**What this task involves**:
Without omitting anything, copy every entry word for word.
-- Provided records follows --
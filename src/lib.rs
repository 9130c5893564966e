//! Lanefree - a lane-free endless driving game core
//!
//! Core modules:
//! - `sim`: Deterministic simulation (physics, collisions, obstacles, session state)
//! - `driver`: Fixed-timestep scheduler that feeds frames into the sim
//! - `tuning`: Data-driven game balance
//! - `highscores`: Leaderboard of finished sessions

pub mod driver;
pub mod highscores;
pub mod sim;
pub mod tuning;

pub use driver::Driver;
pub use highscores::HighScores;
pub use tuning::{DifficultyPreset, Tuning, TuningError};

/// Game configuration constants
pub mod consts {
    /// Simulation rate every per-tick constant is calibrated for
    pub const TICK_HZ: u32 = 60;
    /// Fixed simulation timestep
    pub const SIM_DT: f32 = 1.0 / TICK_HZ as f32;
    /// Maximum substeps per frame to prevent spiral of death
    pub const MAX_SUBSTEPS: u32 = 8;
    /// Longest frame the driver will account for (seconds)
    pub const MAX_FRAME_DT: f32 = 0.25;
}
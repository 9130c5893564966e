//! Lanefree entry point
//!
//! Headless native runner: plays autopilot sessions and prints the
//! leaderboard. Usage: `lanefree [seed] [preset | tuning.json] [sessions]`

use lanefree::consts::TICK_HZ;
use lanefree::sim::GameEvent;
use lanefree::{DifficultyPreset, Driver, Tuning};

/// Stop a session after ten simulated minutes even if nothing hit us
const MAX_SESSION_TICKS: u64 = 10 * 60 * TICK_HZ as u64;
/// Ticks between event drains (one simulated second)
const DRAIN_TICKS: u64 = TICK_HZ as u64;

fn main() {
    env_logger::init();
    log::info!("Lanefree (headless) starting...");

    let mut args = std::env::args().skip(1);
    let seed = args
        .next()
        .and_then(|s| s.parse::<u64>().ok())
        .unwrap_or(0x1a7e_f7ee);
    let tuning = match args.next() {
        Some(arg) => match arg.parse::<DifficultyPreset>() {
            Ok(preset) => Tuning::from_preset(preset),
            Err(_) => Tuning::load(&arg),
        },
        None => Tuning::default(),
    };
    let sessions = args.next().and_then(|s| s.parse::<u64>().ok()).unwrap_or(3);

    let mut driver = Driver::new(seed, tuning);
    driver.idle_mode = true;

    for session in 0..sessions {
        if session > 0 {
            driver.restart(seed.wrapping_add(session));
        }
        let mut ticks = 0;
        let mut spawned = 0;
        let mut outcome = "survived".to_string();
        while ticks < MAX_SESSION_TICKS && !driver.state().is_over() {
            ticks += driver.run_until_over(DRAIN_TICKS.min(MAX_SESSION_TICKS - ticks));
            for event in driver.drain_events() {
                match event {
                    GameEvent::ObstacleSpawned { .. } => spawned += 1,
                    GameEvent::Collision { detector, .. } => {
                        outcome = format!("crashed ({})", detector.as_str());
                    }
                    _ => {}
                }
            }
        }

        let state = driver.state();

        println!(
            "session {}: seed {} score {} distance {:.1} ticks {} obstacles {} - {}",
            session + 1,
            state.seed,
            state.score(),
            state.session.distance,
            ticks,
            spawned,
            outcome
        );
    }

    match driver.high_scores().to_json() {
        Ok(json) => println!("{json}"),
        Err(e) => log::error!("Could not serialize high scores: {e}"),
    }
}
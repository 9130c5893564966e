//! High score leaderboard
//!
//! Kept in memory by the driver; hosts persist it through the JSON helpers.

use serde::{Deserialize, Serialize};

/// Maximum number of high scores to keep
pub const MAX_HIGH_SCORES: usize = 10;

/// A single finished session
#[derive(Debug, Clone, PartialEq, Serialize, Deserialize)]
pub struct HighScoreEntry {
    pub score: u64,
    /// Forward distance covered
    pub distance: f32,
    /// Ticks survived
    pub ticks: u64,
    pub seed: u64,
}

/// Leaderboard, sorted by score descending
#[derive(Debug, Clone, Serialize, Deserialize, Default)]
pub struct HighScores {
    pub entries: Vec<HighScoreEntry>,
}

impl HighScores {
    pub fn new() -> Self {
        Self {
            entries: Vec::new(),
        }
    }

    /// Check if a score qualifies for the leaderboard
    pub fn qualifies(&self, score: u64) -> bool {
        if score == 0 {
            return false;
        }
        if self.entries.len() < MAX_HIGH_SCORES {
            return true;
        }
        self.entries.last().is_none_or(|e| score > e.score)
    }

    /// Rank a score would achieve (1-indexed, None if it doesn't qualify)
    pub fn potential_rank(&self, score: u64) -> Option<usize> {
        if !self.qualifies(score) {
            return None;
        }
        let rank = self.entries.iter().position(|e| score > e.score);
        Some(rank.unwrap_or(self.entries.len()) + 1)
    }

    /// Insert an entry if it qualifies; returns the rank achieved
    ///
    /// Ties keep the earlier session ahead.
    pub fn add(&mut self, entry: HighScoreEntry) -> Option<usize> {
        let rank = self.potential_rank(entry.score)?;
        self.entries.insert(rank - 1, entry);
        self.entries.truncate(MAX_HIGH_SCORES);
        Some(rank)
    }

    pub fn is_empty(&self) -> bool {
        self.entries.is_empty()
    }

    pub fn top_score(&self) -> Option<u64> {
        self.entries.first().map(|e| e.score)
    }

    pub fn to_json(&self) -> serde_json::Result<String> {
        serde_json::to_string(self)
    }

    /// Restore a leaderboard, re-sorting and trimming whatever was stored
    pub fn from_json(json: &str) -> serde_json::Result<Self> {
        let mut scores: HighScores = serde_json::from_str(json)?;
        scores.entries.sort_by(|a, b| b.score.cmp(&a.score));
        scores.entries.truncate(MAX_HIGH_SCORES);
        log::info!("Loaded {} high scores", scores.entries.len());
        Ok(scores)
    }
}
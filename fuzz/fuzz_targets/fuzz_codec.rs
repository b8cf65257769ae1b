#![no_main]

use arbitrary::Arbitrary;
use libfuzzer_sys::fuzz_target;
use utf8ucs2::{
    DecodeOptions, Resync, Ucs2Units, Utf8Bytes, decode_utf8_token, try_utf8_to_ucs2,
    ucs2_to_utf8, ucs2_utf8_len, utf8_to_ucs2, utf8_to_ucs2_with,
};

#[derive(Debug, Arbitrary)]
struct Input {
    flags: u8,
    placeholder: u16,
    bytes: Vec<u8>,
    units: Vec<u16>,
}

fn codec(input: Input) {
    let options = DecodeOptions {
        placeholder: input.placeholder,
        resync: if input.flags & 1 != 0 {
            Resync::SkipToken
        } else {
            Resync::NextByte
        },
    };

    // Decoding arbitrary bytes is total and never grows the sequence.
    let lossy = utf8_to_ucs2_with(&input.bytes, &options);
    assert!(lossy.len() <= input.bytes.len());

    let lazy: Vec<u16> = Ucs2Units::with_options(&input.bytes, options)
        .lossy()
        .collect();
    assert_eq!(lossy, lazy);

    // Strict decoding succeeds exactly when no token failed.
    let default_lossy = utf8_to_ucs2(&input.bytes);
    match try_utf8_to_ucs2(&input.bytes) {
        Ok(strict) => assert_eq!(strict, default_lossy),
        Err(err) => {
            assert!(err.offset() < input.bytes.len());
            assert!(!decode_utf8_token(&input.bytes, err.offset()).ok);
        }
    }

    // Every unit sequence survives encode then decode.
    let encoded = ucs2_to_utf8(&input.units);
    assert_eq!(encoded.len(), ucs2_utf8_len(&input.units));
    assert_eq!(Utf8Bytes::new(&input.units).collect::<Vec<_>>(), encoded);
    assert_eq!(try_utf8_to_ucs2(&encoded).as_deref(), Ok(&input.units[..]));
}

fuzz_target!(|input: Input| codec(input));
-- Provided records concluded --
**Your solution**:
filename src/lib.rs
repository 9130c5893564966e
//! Lanefree - a lane-free endless driving game core
//!
//! Core modules:
//! - `sim`: Deterministic simulation (physics, collisions, obstacles, session state)
//! - `driver`: Fixed-timestep scheduler that feeds frames into the sim
//! - `tuning`: Data-driven game balance
//! - `highscores`: Leaderboard of finished sessions

pub mod driver;
pub mod highscores;
pub mod sim;
pub mod tuning;

pub use driver::Driver;
pub use highscores::HighScores;
pub use tuning::{DifficultyPreset, Tuning, TuningError};

/// Game configuration constants
pub mod consts {
    /// Simulation rate every per-tick constant is calibrated for
    pub const TICK_HZ: u32 = 60;
    /// Fixed simulation timestep
    pub const SIM_DT: f32 = 1.0 / TICK_HZ as f32;
    /// Maximum substeps per frame to prevent spiral of death
    pub const MAX_SUBSTEPS: u32 = 8;
    /// Longest frame the driver will account for (seconds)
    pub const MAX_FRAME_DT: f32 = 0.25;
}
repository 9130c5893564966e
//! Lanefree entry point
//!
//! Headless native runner: plays autopilot sessions and prints the
//! leaderboard. Usage: `lanefree [seed] [preset | tuning.json] [sessions]`

use lanefree::consts::TICK_HZ;
use lanefree::sim::GameEvent;
use lanefree::{DifficultyPreset, Driver, Tuning};

/// Stop a session after ten simulated minutes even if nothing hit us
const MAX_SESSION_TICKS: u64 = 10 * 60 * TICK_HZ as u64;
/// Ticks between event drains (one simulated second)
const DRAIN_TICKS: u64 = TICK_HZ as u64;

fn main() {
    env_logger::init();
    log::info!("Lanefree (headless) starting...");

    let mut args = std::env::args().skip(1);
    let seed = args
        .next()
        .and_then(|s| s.parse::<u64>().ok())
        .unwrap_or(0x1a7e_f7ee);
    let tuning = match args.next() {
        Some(arg) => match arg.parse::<DifficultyPreset>() {
            Ok(preset) => Tuning::from_preset(preset),
            Err(_) => Tuning::load(&arg),
        },
        None => Tuning::default(),
    };
    let sessions = args.next().and_then(|s| s.parse::<u64>().ok()).unwrap_or(3);

    let mut driver = Driver::new(seed, tuning);
    driver.idle_mode = true;

    for session in 0..sessions {
        if session > 0 {
            driver.restart(seed.wrapping_add(session));
        }
        let mut ticks = 0;
        let mut spawned = 0;
        let mut outcome = "survived".to_string();
        while ticks < MAX_SESSION_TICKS && !driver.state().is_over() {
            ticks += driver.run_until_over(DRAIN_TICKS.min(MAX_SESSION_TICKS - ticks));
            for event in driver.drain_events() {
                match event {
                    GameEvent::ObstacleSpawned { .. } => spawned += 1,
                    GameEvent::Collision { detector, .. } => {
                        outcome = format!("crashed ({})", detector.as_str());
                    }
                    _ => {}
                }
            }
        }

        let state = driver.state();

        println!(
            "session {}: seed {} score {} distance {:.1} ticks {} obstacles {} - {}",
            session + 1,
            state.seed,
            state.score(),
            state.session.distance,
            ticks,
            spawned,
            outcome
        );
    }

    match driver.high_scores().to_json() {
        Ok(json) => println!("{json}"),
        Err(e) => log::error!("Could not serialize high scores: {e}"),
    }
}
repository 9130c5893564966e
//! High score leaderboard
//!
//! Kept in memory by the driver; hosts persist it through the JSON helpers.

use serde::{Deserialize, Serialize};

/// Maximum number of high scores to keep
pub const MAX_HIGH_SCORES: usize = 10;

/// A single finished session
#[derive(Debug, Clone, PartialEq, Serialize, Deserialize)]
pub struct HighScoreEntry {
    pub score: u64,
    /// Forward distance covered
    pub distance: f32,
    /// Ticks survived
    pub ticks: u64,
    pub seed: u64,
}

/// Leaderboard, sorted by score descending
#[derive(Debug, Clone, Serialize, Deserialize, Default)]
pub struct HighScores {
    pub entries: Vec<HighScoreEntry>,
}

impl HighScores {
    pub fn new() -> Self {
        Self {
            entries: Vec::new(),
        }
    }

    /// Check if a score qualifies for the leaderboard
    pub fn qualifies(&self, score: u64) -> bool {
        if score == 0 {
            return false;
        }
        if self.entries.len() < MAX_HIGH_SCORES {
            return true;
        }
        self.entries.last().is_none_or(|e| score > e.score)
    }

    /// Rank a score would achieve (1-indexed, None if it doesn't qualify)
    pub fn potential_rank(&self, score: u64) -> Option<usize> {
        if !self.qualifies(score) {
            return None;
        }
        let rank = self.entries.iter().position(|e| score > e.score);
        Some(rank.unwrap_or(self.entries.len()) + 1)
    }

    /// Insert an entry if it qualifies; returns the rank achieved
    ///
    /// Ties keep the earlier session ahead.
    pub fn add(&mut self, entry: HighScoreEntry) -> Option<usize> {
        let rank = self.potential_rank(entry.score)?;
        self.entries.insert(rank - 1, entry);
        self.entries.truncate(MAX_HIGH_SCORES);
        Some(rank)
    }

    pub fn is_empty(&self) -> bool {
        self.entries.is_empty()
    }

    pub fn top_score(&self) -> Option<u64> {
        self.entries.first().map(|e| e.score)
    }

    pub fn to_json(&self) -> serde_json::Result<String> {
        serde_json::to_string(self)
    }

    /// Restore a leaderboard, re-sorting and trimming whatever was stored
    pub fn from_json(json: &str) -> serde_json::Result<Self> {
        let mut scores: HighScores = serde_json::from_str(json)?;
        scores.entries.sort_by(|a, b| b.score.cmp(&a.score));
        scores.entries.truncate(MAX_HIGH_SCORES);
        log::info!("Loaded {} high scores", scores.entries.len());
        Ok(scores)
    }
}
filename fuzz/fuzz_targets/fuzz_codec.rs
repository b8cf65257769ae1b
#![no_main]

use arbitrary::Arbitrary;
use libfuzzer_sys::fuzz_target;
use utf8ucs2::{
    DecodeOptions, Resync, Ucs2Units, Utf8Bytes, decode_utf8_token, try_utf8_to_ucs2,
    ucs2_to_utf8, ucs2_utf8_len, utf8_to_ucs2, utf8_to_ucs2_with,
};

#[derive(Debug, Arbitrary)]
struct Input {
    flags: u8,
    placeholder: u16,
    bytes: Vec<u8>,
    units: Vec<u16>,
}

fn codec(input: Input) {
    let options = DecodeOptions {
        placeholder: input.placeholder,
        resync: if input.flags & 1 != 0 {
            Resync::SkipToken
        } else {
            Resync::NextByte
        },
    };

    // Decoding arbitrary bytes is total and never grows the sequence.
    let lossy = utf8_to_ucs2_with(&input.bytes, &options);
    assert!(lossy.len() <= input.bytes.len());

    let lazy: Vec<u16> = Ucs2Units::with_options(&input.bytes, options)
        .lossy()
        .collect();
    assert_eq!(lossy, lazy);

    // Strict decoding succeeds exactly when no token failed.
    let default_lossy = utf8_to_ucs2(&input.bytes);
    match try_utf8_to_ucs2(&input.bytes) {
        Ok(strict) => assert_eq!(strict, default_lossy),
        Err(err) => {
            assert!(err.offset() < input.bytes.len());
            assert!(!decode_utf8_token(&input.bytes, err.offset()).ok);
        }
    }

    // Every unit sequence survives encode then decode.
    let encoded = ucs2_to_utf8(&input.units);
    assert_eq!(encoded.len(), ucs2_utf8_len(&input.units));
    assert_eq!(Utf8Bytes::new(&input.units).collect::<Vec<_>>(), encoded);
    assert_eq!(try_utf8_to_ucs2(&encoded).as_deref(), Ok(&input.units[..]));
}

fuzz_target!(|input: Input| codec(input));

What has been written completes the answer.